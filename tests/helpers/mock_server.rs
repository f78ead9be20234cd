//! Scripted HTTP mock servers for transport tests.
//!
//! Responses are raw bytes written verbatim, so tests control framing down
//! to the last CRLF.

use std::io;
use std::sync::atomic::{AtomicUsize, Ordering};
use std::sync::Arc;

use tokio::io::{AsyncReadExt, AsyncWriteExt};
use tokio::net::{TcpListener, TcpStream};

pub struct MockServer {
    port: u16,
    connections: Arc<AtomicUsize>,
}

impl MockServer {
    /// Serve the scripted responses over a single accepted connection,
    /// reading one request before each, then close it.
    pub async fn single_connection(responses: Vec<Vec<u8>>) -> Self {
        Self::start(responses, false).await
    }

    /// Like `single_connection`, but keep the socket open (and silent)
    /// after the last scripted response instead of closing it.
    pub async fn single_connection_then_hang(responses: Vec<Vec<u8>>) -> Self {
        Self::start(responses, true).await
    }

    async fn start(responses: Vec<Vec<u8>>, hang: bool) -> Self {
        let listener = TcpListener::bind("127.0.0.1:0").await.unwrap();
        let port = listener.local_addr().unwrap().port();
        let connections = Arc::new(AtomicUsize::new(0));
        let conns = Arc::clone(&connections);
        tokio::spawn(async move {
            let (mut stream, _) = listener.accept().await.unwrap();
            conns.fetch_add(1, Ordering::SeqCst);
            for response in responses {
                if read_request(&mut stream).await.is_err() {
                    return;
                }
                let _ = stream.write_all(&response).await;
                let _ = stream.flush().await;
            }
            if hang {
                std::future::pending::<()>().await;
            }
            let _ = stream.shutdown().await;
        });
        Self { port, connections }
    }

    /// Accept any number of connections, answering every request on each
    /// with the same response.
    pub async fn repeat(response: Vec<u8>) -> Self {
        let listener = TcpListener::bind("127.0.0.1:0").await.unwrap();
        let port = listener.local_addr().unwrap().port();
        let connections = Arc::new(AtomicUsize::new(0));
        let conns = Arc::clone(&connections);
        tokio::spawn(async move {
            loop {
                let (mut stream, _) = match listener.accept().await {
                    Ok(accepted) => accepted,
                    Err(_) => return,
                };
                conns.fetch_add(1, Ordering::SeqCst);
                let response = response.clone();
                tokio::spawn(async move {
                    while read_request(&mut stream).await.is_ok() {
                        if stream.write_all(&response).await.is_err() {
                            return;
                        }
                        let _ = stream.flush().await;
                    }
                });
            }
        });
        Self { port, connections }
    }

    pub fn url(&self) -> String {
        format!("http://127.0.0.1:{}", self.port)
    }

    /// Number of connections the server accepted so far.
    pub fn connections(&self) -> usize {
        self.connections.load(Ordering::SeqCst)
    }
}

/// Read until the end of the request head. Test requests carry no body.
async fn read_request(stream: &mut TcpStream) -> io::Result<()> {
    let mut buf = Vec::new();
    let mut chunk = [0u8; 1024];
    loop {
        let n = stream.read(&mut chunk).await?;
        if n == 0 {
            return Err(io::Error::new(io::ErrorKind::UnexpectedEof, "client closed"));
        }
        buf.extend_from_slice(&chunk[..n]);
        if buf.windows(4).any(|w| w == b"\r\n\r\n") {
            return Ok(());
        }
    }
}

◇ ◇ ◇ ◇ ◇

• [What to produce]: Extract, from the material above, each line holding the word "tokio".

• [Task result]:
use tokio::io::{AsyncReadExt, AsyncWriteExt};
use tokio::net::{TcpListener, TcpStream};
        tokio::spawn(async move {
        tokio::spawn(async move {
                tokio::spawn(async move {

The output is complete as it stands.